use crossterm::event::{KeyCode, KeyEvent, KeyModifiers};
use serde::{Deserialize, Deserializer, Serialize, Serializer};
use std::fmt;
use std::str::FromStr;

#[derive(Debug, Clone, PartialEq, Eq, Hash)]
pub struct Key {
    pub code: KeyCode,
    pub modifiers: KeyModifiers,
}

impl Key {
    pub const fn new(code: KeyCode) -> Self {
        Self {
            code,
            modifiers: KeyModifiers::NONE,
        }
    }

    pub const fn with_ctrl(code: KeyCode) -> Self {
        Self {
            code,
            modifiers: KeyModifiers::CONTROL,
        }
    }

    pub fn matches(&self, event: &KeyEvent) -> bool {
        match (self.code, event.code) {
            // Terminals disagree on whether SHIFT accompanies an uppercase char,
            // so compare the char exactly and ignore SHIFT.
            (KeyCode::Char(a), KeyCode::Char(b)) => {
                a == b
                    && (self.modifiers - KeyModifiers::SHIFT) == (event.modifiers - KeyModifiers::SHIFT)
            }
            // BackTab is reported with SHIFT held.
            (KeyCode::BackTab, KeyCode::BackTab) => {
                (self.modifiers - KeyModifiers::SHIFT) == (event.modifiers - KeyModifiers::SHIFT)
            }
            _ => self.code == event.code && self.modifiers == event.modifiers,
        }
    }

    pub fn display(&self) -> String {
        let mut parts = Vec::new();

        if self.modifiers.contains(KeyModifiers::CONTROL) {
            parts.push("ctrl".to_string());
        }
        if self.modifiers.contains(KeyModifiers::ALT) {
            parts.push("alt".to_string());
        }
        if self.modifiers.contains(KeyModifiers::SHIFT) {
            parts.push("shift".to_string());
        }

        let key_str = match self.code {
            KeyCode::Char(' ') => "Space".to_string(),
            KeyCode::Char(c) => c.to_string(),
            KeyCode::Enter => "Enter".to_string(),
            KeyCode::Esc => "Esc".to_string(),
            KeyCode::Tab => "Tab".to_string(),
            KeyCode::BackTab => "BackTab".to_string(),
            KeyCode::Backspace => "Backspace".to_string(),
            KeyCode::Delete => "Delete".to_string(),
            KeyCode::Home => "Home".to_string(),
            KeyCode::End => "End".to_string(),
            KeyCode::PageUp => "PageUp".to_string(),
            KeyCode::PageDown => "PageDown".to_string(),
            KeyCode::Up => "Up".to_string(),
            KeyCode::Down => "Down".to_string(),
            KeyCode::Left => "Left".to_string(),
            KeyCode::Right => "Right".to_string(),
            KeyCode::F(n) => format!("F{n}"),
            _ => "?".to_string(),
        };

        parts.push(key_str);
        parts.join("+")
    }
}

impl FromStr for Key {
    type Err = String;

    fn from_str(s: &str) -> Result<Self, Self::Err> {
        let s = s.trim();
        let (modifier_parts, key_part) = match s.rsplit_once('+') {
            // A lone "+" is the plus key itself.
            Some((mods, key)) if !key.is_empty() => (Some(mods), key),
            _ => (None, s),
        };

        let mut modifiers = KeyModifiers::NONE;
        for part in modifier_parts.into_iter().flat_map(|m| m.split('+')) {
            match part.to_lowercase().as_str() {
                "ctrl" | "control" => modifiers |= KeyModifiers::CONTROL,
                "alt" => modifiers |= KeyModifiers::ALT,
                "shift" => modifiers |= KeyModifiers::SHIFT,
                _ => return Err(format!("Unknown modifier: {part}")),
            }
        }

        let mut chars = key_part.chars();
        let code = match (chars.next(), chars.next()) {
            // Single chars keep their case: "G" and "g" are different keys.
            (Some(c), None) => KeyCode::Char(c),
            _ => match key_part.to_lowercase().as_str() {
                "enter" | "return" => KeyCode::Enter,
                "esc" | "escape" => KeyCode::Esc,
                "tab" => KeyCode::Tab,
                "backtab" => KeyCode::BackTab,
                "backspace" => KeyCode::Backspace,
                "delete" | "del" => KeyCode::Delete,
                "home" => KeyCode::Home,
                "end" => KeyCode::End,
                "pageup" | "pgup" => KeyCode::PageUp,
                "pagedown" | "pgdn" => KeyCode::PageDown,
                "up" => KeyCode::Up,
                "down" => KeyCode::Down,
                "left" => KeyCode::Left,
                "right" => KeyCode::Right,
                "space" => KeyCode::Char(' '),
                lower if lower.starts_with('f') => {
                    let num: u8 = lower[1..]
                        .parse()
                        .map_err(|_| format!("Invalid function key: {key_part}"))?;
                    KeyCode::F(num)
                }
                _ => return Err(format!("Unknown key: {key_part}")),
            },
        };

        Ok(Self { code, modifiers })
    }
}

impl fmt::Display for Key {
    fn fmt(&self, f: &mut fmt::Formatter<'_>) -> fmt::Result {
        write!(f, "{}", self.display())
    }
}

impl Serialize for Key {
    fn serialize<S>(&self, serializer: S) -> Result<S::Ok, S::Error>
    where
        S: Serializer,
    {
        serializer.serialize_str(&self.display())
    }
}

impl<'de> Deserialize<'de> for Key {
    fn deserialize<D>(deserializer: D) -> Result<Self, D::Error>
    where
        D: Deserializer<'de>,
    {
        let s = String::deserialize(deserializer)?;
        Self::from_str(&s).map_err(serde::de::Error::custom)
    }
}

#[derive(Debug, Clone, PartialEq, Eq, Serialize, Deserialize)]
#[serde(untagged)]
pub enum KeyBinding {
    Single(Key),
    Multiple(Vec<Key>),
}

impl KeyBinding {
    pub const fn multiple(keys: Vec<Key>) -> Self {
        Self::Multiple(keys)
    }

    pub fn matches(&self, event: &KeyEvent) -> bool {
        match self {
            Self::Single(key) => key.matches(event),
            Self::Multiple(keys) => keys.iter().any(|k| k.matches(event)),
        }
    }

    pub fn display(&self) -> String {
        match self {
            Self::Single(key) => key.display(),
            Self::Multiple(keys) => keys.iter().map(Key::display).collect::<Vec<_>>().join("/"),
        }
    }
}

impl Default for KeyBinding {
    fn default() -> Self {
        Self::Single(Key::new(KeyCode::Null))
    }
}

impl From<Key> for KeyBinding {
    fn from(key: Key) -> Self {
        Self::Single(key)
    }
}
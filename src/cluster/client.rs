use std::collections::BTreeMap;

use async_trait::async_trait;
use color_eyre::Result;
use color_eyre::eyre::WrapErr;
use k8s_openapi::api::apps::v1::Deployment;
use k8s_openapi::api::core::v1::{ConfigMap, Pod, Service};
use kube::api::{ListParams, LogParams};
use kube::config::KubeConfigOptions;
use kube::{Api, Client, Config, ResourceExt};
use tracing::{debug, info};

use crate::cluster::model::ResourceItem;
use crate::config::ClusterConfig;
use crate::logs::{LogSink, StreamOutcome};

/// Read-only access to the cluster.
///
/// Every query either returns the complete result or an error; there are no
/// partial results. Implementations are shared between concurrently running
/// commands and must not hold mutable state.
#[async_trait]
pub trait ResourceClient: Send + Sync {
    async fn list_pods(&self, selector: &str) -> Result<Vec<ResourceItem>>;

    async fn list_deployments(&self, selector: &str) -> Result<Vec<ResourceItem>>;

    async fn list_services(&self, selector: &str) -> Result<Vec<ResourceItem>>;

    /// Fetch the data section of a config map.
    async fn get_config_map(&self, name: &str) -> Result<BTreeMap<String, String>>;

    /// Open a log stream for a pod, starting `tail_lines` back, and drain it
    /// into `sink`.
    ///
    /// Only a failure to open the stream is an error; how the stream ended
    /// afterwards is reported as the outcome.
    async fn stream_logs(
        &self,
        pod: &str,
        tail_lines: u32,
        follow: bool,
        sink: &LogSink<'_>,
    ) -> Result<StreamOutcome>;
}

/// [`ResourceClient`] backed by the Kubernetes API.
#[derive(Clone)]
pub struct KubeClient {
    client: Client,
    namespace: String,
}

impl KubeClient {
    /// Resolve the cluster configuration and build a client.
    ///
    /// With an explicit context the kubeconfig is used; otherwise the
    /// configuration is inferred (kubeconfig first, then in-cluster).
    pub async fn connect(settings: &ClusterConfig) -> Result<Self> {
        let config = match &settings.context {
            Some(context) => {
                let options = KubeConfigOptions {
                    context: Some(context.clone()),
                    ..KubeConfigOptions::default()
                };
                Config::from_kubeconfig(&options)
                    .await
                    .wrap_err_with(|| format!("failed to load kubeconfig context '{context}'"))?
            }
            None => Config::infer()
                .await
                .wrap_err("failed to resolve cluster configuration")?,
        };

        info!(cluster = %config.cluster_url, namespace = %settings.namespace, "Connecting to cluster");
        let client = Client::try_from(config).wrap_err("failed to create cluster client")?;

        Ok(Self {
            client,
            namespace: settings.namespace.clone(),
        })
    }

    fn api<K>(&self) -> Api<K>
    where
        K: kube::Resource<Scope = k8s_openapi::NamespaceResourceScope>,
        <K as kube::Resource>::DynamicType: Default,
    {
        Api::namespaced(self.client.clone(), &self.namespace)
    }
}

#[async_trait]
impl ResourceClient for KubeClient {
    async fn list_pods(&self, selector: &str) -> Result<Vec<ResourceItem>> {
        let pods = self
            .api::<Pod>()
            .list(&ListParams::default().labels(selector))
            .await
            .wrap_err_with(|| format!("failed to list pods in namespace '{}'", self.namespace))?;
        debug!(count = pods.items.len(), selector, "Listed pods");

        Ok(pods
            .items
            .iter()
            .map(|pod| {
                let phase = pod
                    .status
                    .as_ref()
                    .and_then(|status| status.phase.clone())
                    .unwrap_or_else(|| "Unknown".to_string());
                ResourceItem::pod(pod.name_any(), phase)
            })
            .collect())
    }

    async fn list_deployments(&self, selector: &str) -> Result<Vec<ResourceItem>> {
        let deployments = self
            .api::<Deployment>()
            .list(&ListParams::default().labels(selector))
            .await
            .wrap_err_with(|| {
                format!("failed to list deployments in namespace '{}'", self.namespace)
            })?;
        debug!(count = deployments.items.len(), selector, "Listed deployments");

        Ok(deployments
            .items
            .iter()
            .map(|deployment| {
                let desired = deployment
                    .spec
                    .as_ref()
                    .and_then(|spec| spec.replicas)
                    .unwrap_or(1);
                let ready = deployment
                    .status
                    .as_ref()
                    .and_then(|status| status.ready_replicas)
                    .unwrap_or(0);
                ResourceItem::deployment(deployment.name_any(), ready, desired)
            })
            .collect())
    }

    async fn list_services(&self, selector: &str) -> Result<Vec<ResourceItem>> {
        let services = self
            .api::<Service>()
            .list(&ListParams::default().labels(selector))
            .await
            .wrap_err_with(|| {
                format!("failed to list services in namespace '{}'", self.namespace)
            })?;
        debug!(count = services.items.len(), selector, "Listed services");

        Ok(services
            .items
            .iter()
            .map(|service| {
                let spec = service.spec.as_ref();
                let service_type = spec
                    .and_then(|spec| spec.type_.clone())
                    .unwrap_or_else(|| "ClusterIP".to_string());
                let status = match spec.and_then(|spec| spec.cluster_ip.as_deref()) {
                    Some(ip) => format!("{service_type} {ip}"),
                    None => service_type,
                };
                ResourceItem::service(service.name_any(), status)
            })
            .collect())
    }

    async fn get_config_map(&self, name: &str) -> Result<BTreeMap<String, String>> {
        let config_map = self
            .api::<ConfigMap>()
            .get(name)
            .await
            .wrap_err_with(|| {
                format!("failed to get config map '{name}' in namespace '{}'", self.namespace)
            })?;
        Ok(config_map.data.unwrap_or_default())
    }

    async fn stream_logs(
        &self,
        pod: &str,
        tail_lines: u32,
        follow: bool,
        sink: &LogSink<'_>,
    ) -> Result<StreamOutcome> {
        let params = LogParams {
            follow,
            tail_lines: Some(i64::from(tail_lines)),
            ..LogParams::default()
        };
        let api = self.api::<Pod>();
        let stream = api
            .log_stream(pod, &params)
            .await
            .wrap_err_with(|| format!("failed to open log stream for pod '{pod}'"))?;
        debug!(pod, tail_lines, follow, "Opened log stream");

        // The stream borrows the api and params, so it is drained here.
        Ok(sink.pump(Box::pin(stream)).await)
    }
}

────────

Reproduce each line from the data that has "settings" in it.

    pub async fn connect(settings: &ClusterConfig) -> Result<Self> {
        let config = match &settings.context {
        info!(cluster = %config.cluster_url, namespace = %settings.namespace, "Connecting to cluster");
            namespace: settings.namespace.clone(),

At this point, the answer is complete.